A global look at consumer trust in hospitals and pharmaceutical companies with personal data

Graeme BruceBusiness Data Journalist
April 28, 2021, 4:24 PM UTC

 Survey of 17 countries shows that, across the globe, fewer than half of the public trust hospitals with their personal data 

The coronavirus pandemic has brought the importance of the health sector into sharp focus. Healthcare workers around the world continue to battle to reduce casualties, while pharmaceutical companies have stepped up to provide the ammunition necessary to suppress the virus. Public opinions of the health sector have improved as a result, but has this influenced the general public’s trust in the sector when dealing with personal data? 

International YouGov data shows that globally, just under half (44%) of people are comfortable entrusting their personal details to hospitals. People in Sweden (57%), Germany (55%) and Poland (55%) are the most trusting, while trust is low among those in China (35%), Mexico (33%), and India (30%). 

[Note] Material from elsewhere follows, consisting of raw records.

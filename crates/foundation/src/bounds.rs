use crate::math::Vec2;

/// Screen-space axis-aligned bounding box (y grows downwards, so the
/// top-left corner is `min`).
#[derive(Debug, Copy, Clone, PartialEq)]
pub struct Aabb2 {
    pub min: Vec2,
    pub max: Vec2,
}

impl Aabb2 {
    pub fn new(min: Vec2, max: Vec2) -> Self {
        Self { min, max }
    }

    /// Zero-sized box at the origin.
    pub fn empty() -> Self {
        Self::new(Vec2::new(0.0, 0.0), Vec2::new(0.0, 0.0))
    }

    pub fn from_points(points: &[Vec2]) -> Option<Self> {
        let first = points.first()?;
        let mut min = *first;
        let mut max = *first;
        for p in &points[1..] {
            min.x = min.x.min(p.x);
            min.y = min.y.min(p.y);
            max.x = max.x.max(p.x);
            max.y = max.y.max(p.y);
        }
        Some(Self::new(min, max))
    }

    pub fn width(&self) -> f64 {
        self.max.x - self.min.x
    }

    pub fn height(&self) -> f64 {
        self.max.y - self.min.y
    }

    pub fn top_left(&self) -> Vec2 {
        self.min
    }

    /// Grow the box by `margin` on every side (stroke expansion).
    pub fn expanded(&self, margin: f64) -> Self {
        Self::new(
            Vec2::new(self.min.x - margin, self.min.y - margin),
            Vec2::new(self.max.x + margin, self.max.y + margin),
        )
    }

    pub fn contains(&self, p: Vec2) -> bool {
        p.x >= self.min.x && p.x <= self.max.x && p.y >= self.min.y && p.y <= self.max.y
    }

    pub fn intersects(&self, other: &Self) -> bool {
        self.min.x <= other.max.x
            && other.min.x <= self.max.x
            && self.min.y <= other.max.y
            && other.min.y <= self.max.y
    }
}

People are paying more attention to pharmaceutical companies and drug development than perhaps ever before. However, despite significant vaccine successes, trust in pharmaceutical companies in handling personal information does not appear to have increased as a result of the large-scale trials taking place around the globe. 

Swedes (24%) are again the most trusting, closely followed by Mexicans (21%) and Danes (20%). However, Germans (8%) are significantly more sceptical of pharmaceutical companies, while residents of China (7%) and Hong Kong (6%) are also reluctant to hand over personal information. 

In the survey which asked about trust in nine separate business sectors, hospitals came in second place and pharmaceutical companies came in fifth. 

Methodology: 

The data is based on the interviews of adults aged 18 and over in 17 markets with sample sizes varying between 505 to 2,251 for each market. All interviews were conducted online in February 2021. Data from each market uses a nationally representative sample apart from Mexico and India, which use urban representative samples, and Indonesia and Hong Kong, which use online representative samples.